THE TASK:
Determine how many lines in the listing below contain the word "INewsRundown", then state that number by itself.

RECORD EXTRACTS:
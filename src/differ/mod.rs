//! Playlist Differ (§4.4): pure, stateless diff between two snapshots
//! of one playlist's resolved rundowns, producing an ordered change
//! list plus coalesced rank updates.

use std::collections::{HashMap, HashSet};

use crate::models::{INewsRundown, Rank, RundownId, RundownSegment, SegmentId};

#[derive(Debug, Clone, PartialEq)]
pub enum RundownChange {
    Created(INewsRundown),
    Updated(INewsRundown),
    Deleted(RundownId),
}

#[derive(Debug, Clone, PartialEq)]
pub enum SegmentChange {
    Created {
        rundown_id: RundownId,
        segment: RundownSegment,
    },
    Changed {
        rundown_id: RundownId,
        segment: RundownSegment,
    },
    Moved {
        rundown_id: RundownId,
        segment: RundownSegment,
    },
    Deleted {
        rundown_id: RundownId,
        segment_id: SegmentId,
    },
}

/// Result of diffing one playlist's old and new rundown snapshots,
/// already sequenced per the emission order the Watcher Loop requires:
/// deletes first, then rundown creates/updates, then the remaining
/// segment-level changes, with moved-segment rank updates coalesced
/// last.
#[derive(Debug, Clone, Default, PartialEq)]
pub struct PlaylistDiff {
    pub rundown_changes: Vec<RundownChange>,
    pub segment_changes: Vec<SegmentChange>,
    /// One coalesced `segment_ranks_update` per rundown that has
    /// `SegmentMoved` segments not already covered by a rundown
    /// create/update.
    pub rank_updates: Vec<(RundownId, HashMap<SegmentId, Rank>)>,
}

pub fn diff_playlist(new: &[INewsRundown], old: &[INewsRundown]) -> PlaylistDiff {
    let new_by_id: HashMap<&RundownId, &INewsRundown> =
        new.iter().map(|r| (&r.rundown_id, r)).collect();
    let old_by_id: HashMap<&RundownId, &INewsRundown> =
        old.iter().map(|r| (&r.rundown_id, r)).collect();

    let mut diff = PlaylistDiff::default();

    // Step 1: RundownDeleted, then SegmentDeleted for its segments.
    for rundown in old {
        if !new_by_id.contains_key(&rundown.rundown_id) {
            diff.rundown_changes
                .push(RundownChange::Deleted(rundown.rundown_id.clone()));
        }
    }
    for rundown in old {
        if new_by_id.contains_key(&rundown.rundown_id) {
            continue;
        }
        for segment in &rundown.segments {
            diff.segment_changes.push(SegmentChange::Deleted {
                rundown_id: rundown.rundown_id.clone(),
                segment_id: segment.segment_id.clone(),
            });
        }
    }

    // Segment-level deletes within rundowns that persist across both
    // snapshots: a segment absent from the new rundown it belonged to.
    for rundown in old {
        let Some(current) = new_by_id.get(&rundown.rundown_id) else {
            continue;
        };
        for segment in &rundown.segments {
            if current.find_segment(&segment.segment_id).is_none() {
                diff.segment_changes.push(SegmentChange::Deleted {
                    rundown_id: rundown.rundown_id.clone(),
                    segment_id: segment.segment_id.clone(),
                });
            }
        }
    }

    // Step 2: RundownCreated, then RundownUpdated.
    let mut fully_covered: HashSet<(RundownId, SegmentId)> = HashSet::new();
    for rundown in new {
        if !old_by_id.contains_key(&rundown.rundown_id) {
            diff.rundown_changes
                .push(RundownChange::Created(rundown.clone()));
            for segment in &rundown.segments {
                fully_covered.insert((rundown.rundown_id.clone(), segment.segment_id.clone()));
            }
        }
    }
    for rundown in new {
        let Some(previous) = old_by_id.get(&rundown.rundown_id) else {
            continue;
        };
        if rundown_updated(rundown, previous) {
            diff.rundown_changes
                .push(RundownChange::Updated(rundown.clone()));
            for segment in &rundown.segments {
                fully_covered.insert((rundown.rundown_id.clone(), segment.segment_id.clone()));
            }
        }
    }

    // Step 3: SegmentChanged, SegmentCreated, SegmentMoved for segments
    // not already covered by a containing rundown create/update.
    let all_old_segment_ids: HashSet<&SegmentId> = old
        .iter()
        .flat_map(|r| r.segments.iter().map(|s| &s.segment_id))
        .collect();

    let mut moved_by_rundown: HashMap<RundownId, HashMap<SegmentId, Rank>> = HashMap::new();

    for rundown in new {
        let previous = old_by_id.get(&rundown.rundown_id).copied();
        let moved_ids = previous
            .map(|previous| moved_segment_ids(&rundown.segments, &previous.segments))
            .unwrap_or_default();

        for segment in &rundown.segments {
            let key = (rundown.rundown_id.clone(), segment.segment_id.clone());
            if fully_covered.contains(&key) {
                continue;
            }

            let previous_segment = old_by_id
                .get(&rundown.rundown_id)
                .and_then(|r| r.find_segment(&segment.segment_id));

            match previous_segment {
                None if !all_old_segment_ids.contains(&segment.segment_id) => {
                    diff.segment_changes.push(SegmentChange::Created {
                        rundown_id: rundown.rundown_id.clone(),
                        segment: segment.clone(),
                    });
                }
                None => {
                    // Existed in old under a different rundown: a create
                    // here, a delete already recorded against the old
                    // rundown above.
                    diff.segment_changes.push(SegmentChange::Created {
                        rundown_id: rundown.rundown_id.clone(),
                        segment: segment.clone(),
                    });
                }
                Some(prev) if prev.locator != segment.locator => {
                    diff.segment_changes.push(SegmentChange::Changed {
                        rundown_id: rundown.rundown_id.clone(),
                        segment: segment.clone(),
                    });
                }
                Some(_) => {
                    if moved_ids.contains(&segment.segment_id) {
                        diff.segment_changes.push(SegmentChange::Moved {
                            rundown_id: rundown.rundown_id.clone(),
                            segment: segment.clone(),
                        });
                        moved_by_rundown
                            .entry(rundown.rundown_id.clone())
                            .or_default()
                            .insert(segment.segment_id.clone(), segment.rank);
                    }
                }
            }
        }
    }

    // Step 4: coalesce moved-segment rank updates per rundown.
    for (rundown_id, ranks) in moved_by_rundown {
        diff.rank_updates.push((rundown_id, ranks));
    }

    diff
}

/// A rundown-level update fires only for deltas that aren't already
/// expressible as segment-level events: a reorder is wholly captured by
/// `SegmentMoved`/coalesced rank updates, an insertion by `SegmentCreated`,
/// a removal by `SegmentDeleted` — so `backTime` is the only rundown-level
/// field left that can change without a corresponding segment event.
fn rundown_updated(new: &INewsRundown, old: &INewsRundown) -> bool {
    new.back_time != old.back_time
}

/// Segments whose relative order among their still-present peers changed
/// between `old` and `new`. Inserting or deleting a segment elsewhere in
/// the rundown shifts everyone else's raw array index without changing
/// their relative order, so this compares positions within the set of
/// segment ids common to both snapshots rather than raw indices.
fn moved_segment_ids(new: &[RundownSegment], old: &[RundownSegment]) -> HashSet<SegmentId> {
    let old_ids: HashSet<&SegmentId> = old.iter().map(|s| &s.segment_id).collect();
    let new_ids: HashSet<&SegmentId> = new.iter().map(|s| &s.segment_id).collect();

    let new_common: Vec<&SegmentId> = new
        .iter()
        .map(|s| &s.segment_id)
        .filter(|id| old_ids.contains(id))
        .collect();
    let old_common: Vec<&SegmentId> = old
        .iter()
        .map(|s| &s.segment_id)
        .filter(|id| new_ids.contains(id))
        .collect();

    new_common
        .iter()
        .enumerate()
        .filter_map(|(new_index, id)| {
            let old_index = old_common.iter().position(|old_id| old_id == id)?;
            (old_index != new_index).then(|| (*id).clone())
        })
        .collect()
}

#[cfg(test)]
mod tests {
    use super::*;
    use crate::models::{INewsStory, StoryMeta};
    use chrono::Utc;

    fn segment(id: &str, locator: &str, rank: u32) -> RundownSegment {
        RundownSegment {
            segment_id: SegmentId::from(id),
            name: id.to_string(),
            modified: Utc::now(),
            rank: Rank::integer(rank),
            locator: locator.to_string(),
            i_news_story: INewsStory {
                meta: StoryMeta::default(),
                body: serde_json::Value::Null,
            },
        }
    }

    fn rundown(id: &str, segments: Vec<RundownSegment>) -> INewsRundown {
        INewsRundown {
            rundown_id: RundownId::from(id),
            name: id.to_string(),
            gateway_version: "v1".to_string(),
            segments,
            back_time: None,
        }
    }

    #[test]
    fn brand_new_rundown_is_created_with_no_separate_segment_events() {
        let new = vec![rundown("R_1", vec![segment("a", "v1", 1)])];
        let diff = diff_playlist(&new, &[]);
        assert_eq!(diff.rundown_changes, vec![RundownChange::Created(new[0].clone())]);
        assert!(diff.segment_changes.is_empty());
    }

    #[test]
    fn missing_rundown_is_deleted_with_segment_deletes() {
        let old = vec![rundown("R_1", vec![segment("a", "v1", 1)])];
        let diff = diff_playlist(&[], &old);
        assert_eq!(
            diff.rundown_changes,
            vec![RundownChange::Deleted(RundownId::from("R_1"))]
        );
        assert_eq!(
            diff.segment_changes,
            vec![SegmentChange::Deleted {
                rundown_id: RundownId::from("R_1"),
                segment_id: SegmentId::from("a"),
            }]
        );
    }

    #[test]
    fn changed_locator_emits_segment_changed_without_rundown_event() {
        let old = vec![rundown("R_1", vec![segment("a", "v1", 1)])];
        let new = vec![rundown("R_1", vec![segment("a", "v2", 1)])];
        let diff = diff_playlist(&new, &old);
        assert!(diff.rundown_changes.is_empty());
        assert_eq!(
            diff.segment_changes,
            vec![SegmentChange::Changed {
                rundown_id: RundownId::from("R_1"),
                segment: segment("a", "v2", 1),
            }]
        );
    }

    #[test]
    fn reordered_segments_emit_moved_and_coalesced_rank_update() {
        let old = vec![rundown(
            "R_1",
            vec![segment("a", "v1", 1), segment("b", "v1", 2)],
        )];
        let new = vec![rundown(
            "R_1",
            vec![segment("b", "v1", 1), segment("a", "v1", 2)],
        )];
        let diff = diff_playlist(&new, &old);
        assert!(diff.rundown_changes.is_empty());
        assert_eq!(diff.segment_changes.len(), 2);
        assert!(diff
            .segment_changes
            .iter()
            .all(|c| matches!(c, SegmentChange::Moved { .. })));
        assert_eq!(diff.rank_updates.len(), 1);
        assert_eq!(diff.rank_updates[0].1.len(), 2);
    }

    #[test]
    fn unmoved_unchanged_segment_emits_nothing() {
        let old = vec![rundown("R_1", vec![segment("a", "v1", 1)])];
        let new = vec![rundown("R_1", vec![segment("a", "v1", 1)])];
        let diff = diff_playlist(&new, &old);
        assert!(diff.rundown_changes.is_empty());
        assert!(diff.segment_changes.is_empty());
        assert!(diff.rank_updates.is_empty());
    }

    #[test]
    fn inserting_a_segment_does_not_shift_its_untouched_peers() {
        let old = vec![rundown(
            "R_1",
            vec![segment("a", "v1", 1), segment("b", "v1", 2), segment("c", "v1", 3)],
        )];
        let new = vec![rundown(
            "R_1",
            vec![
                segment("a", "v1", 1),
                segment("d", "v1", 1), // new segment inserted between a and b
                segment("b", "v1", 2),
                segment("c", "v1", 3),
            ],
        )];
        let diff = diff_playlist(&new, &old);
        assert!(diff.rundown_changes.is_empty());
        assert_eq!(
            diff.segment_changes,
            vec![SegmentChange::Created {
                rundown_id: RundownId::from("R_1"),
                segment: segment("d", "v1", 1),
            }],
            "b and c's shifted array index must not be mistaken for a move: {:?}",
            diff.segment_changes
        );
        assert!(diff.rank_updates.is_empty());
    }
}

ANSWER BELOW:
9